トランプ大統領の支持基盤であるキリスト教福音派は、パレスチナにユダヤ人が集まれば集まるほど、キリストの復活が早まり、人々に幸福をもたらす一千年王国を建設すると考えている。同様にトランプ大統領に心酔するオルタナ右翼はアラブ人に人種的偏見をもち、イスラエルを支持している。

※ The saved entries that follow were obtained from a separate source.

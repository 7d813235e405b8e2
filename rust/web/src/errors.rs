//! HTTP error responses shared by every route.
//!
//! Socket-level failures never reach this module: those are reported to the
//! client as `ERROR` messages over the socket instead.
use serde::{Deserialize, Serialize};
use std::fmt;
use warp::http::StatusCode;
use warp::reply::{self, Response};
use warp::Reply;

/// Standard error response format for all API endpoints
#[derive(Debug, Clone, Serialize, Deserialize, PartialEq, Eq)]
pub struct ErrorResponse {
    /// Machine-readable error code (e.g., "table_unavailable")
    pub error: String,
    /// Human-readable error message
    pub message: String,
    /// Optional additional details (structured data)
    #[serde(skip_serializing_if = "Option::is_none")]
    pub details: Option<serde_json::Value>,
}

impl ErrorResponse {
    /// Create a new error response
    pub fn new(error: impl Into<String>, message: impl Into<String>) -> Self {
        Self {
            error: error.into(),
            message: message.into(),
            details: None,
        }
    }

    /// Create error response with additional details
    pub fn with_details(
        error: impl Into<String>,
        message: impl Into<String>,
        details: serde_json::Value,
    ) -> Self {
        Self {
            error: error.into(),
            message: message.into(),
            details: Some(details),
        }
    }

    /// Convert to HTTP response with specified status code
    pub fn into_response(self, status: StatusCode) -> Response {
        reply::with_status(reply::json(&self), status).into_response()
    }
}

impl fmt::Display for ErrorResponse {
    fn fmt(&self, f: &mut fmt::Formatter<'_>) -> fmt::Result {
        write!(f, "{}: {}", self.error, self.message)
    }
}

/// Error classification for logging levels
#[derive(Debug, Clone, Copy, PartialEq, Eq)]
pub enum ErrorSeverity {
    /// Client errors (4xx) - expected, normal operation
    Client,
    /// Server errors (5xx) - unexpected, needs investigation
    Server,
    /// Critical errors - system integrity at risk
    Critical,
}

/// Trait for converting errors to HTTP responses with proper logging
pub trait IntoErrorResponse {
    /// Get the HTTP status code for this error
    fn status_code(&self) -> StatusCode;

    /// Get the error code string (machine-readable)
    fn error_code(&self) -> &'static str;

    /// Get the error message (human-readable)
    fn error_message(&self) -> String;

    /// Get optional error details
    fn error_details(&self) -> Option<serde_json::Value> {
        None
    }

    /// Get error severity for logging
    fn severity(&self) -> ErrorSeverity {
        if self.status_code().is_server_error() {
            ErrorSeverity::Server
        } else {
            ErrorSeverity::Client
        }
    }

    /// Convert to ErrorResponse
    fn to_error_response(&self) -> ErrorResponse {
        if let Some(details) = self.error_details() {
            ErrorResponse::with_details(self.error_code(), self.error_message(), details)
        } else {
            ErrorResponse::new(self.error_code(), self.error_message())
        }
    }

    /// Convert to HTTP response with logging
    fn into_http_response(self) -> Response
    where
        Self: Sized,
    {
        let status = self.status_code();
        let severity = self.severity();
        let error_response = self.to_error_response();

        // Log error based on severity
        match severity {
            ErrorSeverity::Client => {
                log_client_error(&error_response);
            }
            ErrorSeverity::Server => {
                log_server_error(&error_response);
            }
            ErrorSeverity::Critical => {
                log_critical_error(&error_response);
            }
        }

        error_response.into_response(status)
    }
}

fn log_client_error(error: &ErrorResponse) {
    tracing::info!(error = %error.error, message = %error.message, "client error");
}

fn log_server_error(error: &ErrorResponse) {
    tracing::error!(error = %error.error, message = %error.message, "server error");
}

fn log_critical_error(error: &ErrorResponse) {
    tracing::error!(
        error = %error.error,
        message = %error.message,
        critical = true,
        "critical error"
    );
}
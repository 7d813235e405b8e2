use serde::Serialize;
use warp::reply::Json;

#[derive(Serialize)]
struct HealthBody {
    status: &'static str,
}

/// Liveness check; never touches the table.
pub fn health() -> Json {
    warp::reply::json(&HealthBody { status: "ok" })
}
use crate::handlers;
use crate::static_handler::StaticHandler;
use crate::table::Table;
use std::convert::Infallible;
use std::error::Error as _;
use std::io;
use std::net::{SocketAddr, TcpListener, ToSocketAddrs};
use std::path::{Path, PathBuf};
use std::sync::Arc;
use thiserror::Error;
use tokio::sync::oneshot;
use tokio::task::JoinHandle;
use warp::filters::BoxedFilter;
use warp::reply::{Reply, Response};
use warp::Filter;

/// Where to listen, what to serve, and how to shuffle.
#[derive(Debug, Clone)]
pub struct ServerConfig {
    host: String,
    port: u16,
    static_dir: PathBuf,
    seed: Option<u64>,
}

impl ServerConfig {
    pub fn new(host: impl Into<String>, port: u16, static_dir: impl Into<PathBuf>) -> Self {
        Self {
            host: host.into(),
            port,
            static_dir: static_dir.into(),
            seed: None,
        }
    }

    /// Fixes the shuffle seed; `None` seeds from the OS.
    pub fn with_seed(mut self, seed: Option<u64>) -> Self {
        self.seed = seed;
        self
    }

    /// Ephemeral port on loopback, a scratch static dir, seed 7.
    pub fn for_tests() -> Self {
        Self::new("127.0.0.1", 0, std::env::temp_dir().join("gang_web_static"))
            .with_seed(Some(7))
    }

    pub fn port(&self) -> u16 {
        self.port
    }

    pub fn static_dir(&self) -> &Path {
        &self.static_dir
    }

    pub fn seed(&self) -> Option<u64> {
        self.seed
    }

    fn socket_addr(&self) -> Result<SocketAddr, ServerError> {
        let target = format!("{}:{}", self.host, self.port);
        (self.host.as_str(), self.port)
            .to_socket_addrs()
            .map_err(|err| ServerError::ConfigError(format!("cannot resolve `{target}`: {err}")))?
            .next()
            .ok_or_else(|| ServerError::ConfigError(format!("`{target}` resolved to nothing")))
    }
}

/// The one table and the static client, shared by every route.
#[derive(Debug, Clone)]
pub struct AppContext {
    config: ServerConfig,
    table: Arc<Table>,
    static_handler: Arc<StaticHandler>,
}

impl AppContext {
    /// Builds the shared state, creating the static directory if it is
    /// missing so the server can start before the client is built.
    pub fn new(config: ServerConfig) -> Result<Self, ServerError> {
        std::fs::create_dir_all(config.static_dir()).map_err(|err| {
            ServerError::ConfigError(format!(
                "cannot create static dir {}: {err}",
                config.static_dir().display()
            ))
        })?;

        Ok(Self {
            table: Arc::new(Table::with_seed(config.seed())),
            static_handler: Arc::new(StaticHandler::new(config.static_dir())),
            config,
        })
    }

    pub fn new_for_tests() -> Self {
        Self::new(ServerConfig::for_tests()).expect("test context")
    }

    pub fn config(&self) -> &ServerConfig {
        &self.config
    }

    pub fn table(&self) -> Arc<Table> {
        Arc::clone(&self.table)
    }

    pub fn static_handler(&self) -> Arc<StaticHandler> {
        Arc::clone(&self.static_handler)
    }
}

#[derive(Debug, Error)]
pub enum ServerError {
    #[error("Failed to bind to address: {0}")]
    BindError(#[from] io::Error),
    #[error("Configuration error: {0}")]
    ConfigError(String),
}

#[derive(Debug, Clone)]
pub struct WebServer {
    context: AppContext,
}

impl WebServer {
    pub fn new(config: ServerConfig) -> Result<Self, ServerError> {
        Ok(Self {
            context: AppContext::new(config)?,
        })
    }

    /// Binds and serves in a background task until the returned handle is
    /// shut down or dropped.
    pub async fn start(self) -> Result<ServerHandle, ServerError> {
        let config = self.context.config();
        let requested = config.socket_addr()?;

        // warp hides the io error of a failed bind inside hyper's, so an
        // occupied fixed port is detected here first.
        if requested.port() != 0 {
            drop(TcpListener::bind(requested)?);
        }

        let (stop, stopped) = oneshot::channel::<()>();
        let (addr, serving) = warp::serve(routes(&self.context))
            .try_bind_with_graceful_shutdown(requested, async move {
                let _ = stopped.await;
            })
            .map_err(bind_failure)?;

        tracing::info!(
            address = %addr,
            static_dir = %config.static_dir().display(),
            seeded = config.seed().is_some(),
            "web server listening"
        );

        Ok(ServerHandle {
            addr,
            stop: Some(stop),
            serving: Some(tokio::spawn(serving)),
        })
    }
}

fn bind_failure(err: warp::Error) -> ServerError {
    match err.source().and_then(|source| source.downcast_ref::<io::Error>()) {
        Some(io_err) => ServerError::BindError(io::Error::new(io_err.kind(), io_err.to_string())),
        None => ServerError::ConfigError(err.to_string()),
    }
}

/// Every route the server answers, in match order: health, the state API,
/// the socket upgrade, then the static client with its fallback.
pub fn routes(context: &AppContext) -> BoxedFilter<(Response,)> {
    health_route()
        .or(api_routes(context))
        .unify()
        .or(ws_route(context))
        .unify()
        .or(static_routes(context))
        .unify()
        .boxed()
}

fn health_route() -> BoxedFilter<(Response,)> {
    warp::path("health")
        .and(warp::get())
        .and(warp::path::end())
        .map(|| handlers::health().into_response())
        .boxed()
}

fn api_routes(context: &AppContext) -> BoxedFilter<(Response,)> {
    warp::path!("api" / "state")
        .and(warp::get())
        .and(shared(context.table()))
        .then(handlers::table_state)
        .boxed()
}

fn ws_route(context: &AppContext) -> BoxedFilter<(Response,)> {
    warp::path("ws")
        .and(warp::path::end())
        .and(warp::ws())
        .and(shared(context.table()))
        .map(handlers::upgrade)
        .boxed()
}

fn static_routes(context: &AppContext) -> BoxedFilter<(Response,)> {
    warp::get()
        .and(warp::path::tail())
        .and(shared(context.static_handler()))
        .then(|tail: warp::path::Tail, handler: Arc<StaticHandler>| async move {
            handler.serve(tail.as_str()).await
        })
        .boxed()
}

/// Hands a clone of `value` to each request.
fn shared<T>(value: Arc<T>) -> impl Filter<Extract = (Arc<T>,), Error = Infallible> + Clone
where
    T: Send + Sync + 'static,
{
    warp::any().map(move || Arc::clone(&value))
}

/// A running server. Dropping it stops the server without waiting.
#[derive(Debug)]
pub struct ServerHandle {
    addr: SocketAddr,
    stop: Option<oneshot::Sender<()>>,
    serving: Option<JoinHandle<()>>,
}

impl ServerHandle {
    pub fn address(&self) -> SocketAddr {
        self.addr
    }

    /// Stops accepting connections and waits for open ones to finish.
    pub async fn shutdown(mut self) -> Result<(), ServerError> {
        if let Some(stop) = self.stop.take() {
            let _ = stop.send(());
        }
        if let Some(serving) = self.serving.take() {
            serving
                .await
                .map_err(|err| ServerError::ConfigError(format!("server task failed: {err}")))?;
        }

        tracing::info!(address = %self.addr, "web server stopped");
        Ok(())
    }
}

impl Drop for ServerHandle {
    fn drop(&mut self) {
        if let Some(stop) = self.stop.take() {
            let _ = stop.send(());
        }
        if let Some(serving) = self.serving.take() {
            serving.abort();
        }
    }
}
use gang_web::{AppSettings, SettingsError, SettingsOverrides, CONFIG_ENV};
use serial_test::serial;
use std::io::Write;
use std::path::PathBuf;
use tempfile::NamedTempFile;

const VARS: [&str; 6] = [
    CONFIG_ENV,
    "GANG_HOST",
    "GANG_PORT",
    "GANG_STATIC_DIR",
    "GANG_LOG",
    "GANG_SEED",
];

fn clear_env() {
    for var in VARS {
        std::env::remove_var(var);
    }
}

fn load(path: Option<&std::path::Path>) -> Result<AppSettings, SettingsError> {
    AppSettings::load(path, &SettingsOverrides::default())
}

fn config_file(contents: &str) -> NamedTempFile {
    let mut file = NamedTempFile::new().expect("temp file");
    file.write_all(contents.as_bytes()).expect("write config");
    file
}

#[test]
#[serial]
fn defaults_without_file_or_env() {
    clear_env();
    let settings = load(None).expect("load");
    assert_eq!(settings, AppSettings::default());
}

#[test]
#[serial]
fn file_values_override_defaults() {
    clear_env();
    let file = config_file(
        r#"
host = "0.0.0.0"
port = 4000
static_dir = "client/dist"
seed = 99
"#,
    );

    let settings = load(Some(file.path())).expect("load");
    assert_eq!(settings.host, "0.0.0.0");
    assert_eq!(settings.port, 4000);
    assert_eq!(settings.static_dir, PathBuf::from("client/dist"));
    assert_eq!(settings.seed, Some(99));
    assert_eq!(settings.log_filter, AppSettings::default().log_filter);
}

#[test]
#[serial]
fn env_overrides_file() {
    clear_env();
    let file = config_file("port = 4000\nlog_filter = \"warn\"\n");
    std::env::set_var(CONFIG_ENV, file.path());
    std::env::set_var("GANG_PORT", "5000");
    std::env::set_var("GANG_SEED", "17");

    let settings = load(None).expect("load");
    clear_env();

    assert_eq!(settings.port, 5000);
    assert_eq!(settings.log_filter, "warn");
    assert_eq!(settings.seed, Some(17));
}

#[test]
#[serial]
fn empty_env_values_are_ignored() {
    clear_env();
    std::env::set_var("GANG_HOST", "");
    let settings = load(None).expect("load");
    clear_env();
    assert_eq!(settings.host, "127.0.0.1");
}

#[test]
#[serial]
fn invalid_env_port_is_rejected() {
    clear_env();
    std::env::set_var("GANG_PORT", "not-a-port");
    let err = load(None).expect_err("bad port");
    clear_env();
    assert!(matches!(err, SettingsError::InvalidValue(_)));
}

#[test]
#[serial]
fn malformed_file_is_a_parse_error() {
    clear_env();
    let file = config_file("port = \"eighty\"");
    let err = load(Some(file.path())).expect_err("bad file");
    assert!(matches!(err, SettingsError::Parse(_)));
}

#[test]
#[serial]
fn missing_file_is_an_io_error() {
    clear_env();
    let err = load(Some(std::path::Path::new("/nonexistent/gang.toml")))
        .expect_err("missing file");
    assert!(matches!(err, SettingsError::Io { .. }));
}

#[test]
#[serial]
fn empty_host_in_file_fails_validation() {
    clear_env();
    let file = config_file("host = \"\"");
    let err = load(Some(file.path())).expect_err("empty host");
    assert!(matches!(err, SettingsError::InvalidValue(_)));
}

#[test]
#[serial]
fn flag_overrides_repair_an_invalid_file_host() {
    clear_env();
    let file = config_file("host = \"\"\nport = 4000\n");
    let overrides = SettingsOverrides {
        host: Some("0.0.0.0".to_string()),
        ..Default::default()
    };

    let settings = AppSettings::load(Some(file.path()), &overrides).expect("overridden host");
    assert_eq!(settings.host, "0.0.0.0");
    assert_eq!(settings.port, 4000);
}

#[test]
#[serial]
fn flag_overrides_beat_env() {
    clear_env();
    std::env::set_var("GANG_PORT", "5000");
    std::env::set_var("GANG_SEED", "17");
    let overrides = SettingsOverrides {
        port: Some(6000),
        ..Default::default()
    };

    let settings = AppSettings::load(None, &overrides).expect("load");
    clear_env();

    assert_eq!(settings.port, 6000);
    assert_eq!(settings.seed, Some(17));
}

#[test]
#[serial]
fn flag_overrides_cannot_hide_an_invalid_result() {
    clear_env();
    let overrides = SettingsOverrides {
        static_dir: Some(PathBuf::new()),
        ..Default::default()
    };
    let err = AppSettings::load(None, &overrides).expect_err("empty static dir");
    assert!(matches!(err, SettingsError::InvalidValue(_)));
}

サイードは、1993年のオスロ合意にも「パレスチナの降伏」「パレスチナのベルサイユ」と反対した。そこにはエルサレムの最終的地位の問題、難民の帰還、パレスチナ国家の問題に具体的に触れることがなく、パレスチナ人は自治を認められたにすぎない。オスロ合意もサイードにとってはパレスチナ人たちの歴史を「抹殺」するものだった。その結果、パレスチナではハマスなど急進的な傾向が生まれ、イスラエルやアメリカの利益と激しく衝突するようになる。アメリカ主導の和平交渉はイスラエルに安全保障を与えるものにすぎないとサイードは考えた。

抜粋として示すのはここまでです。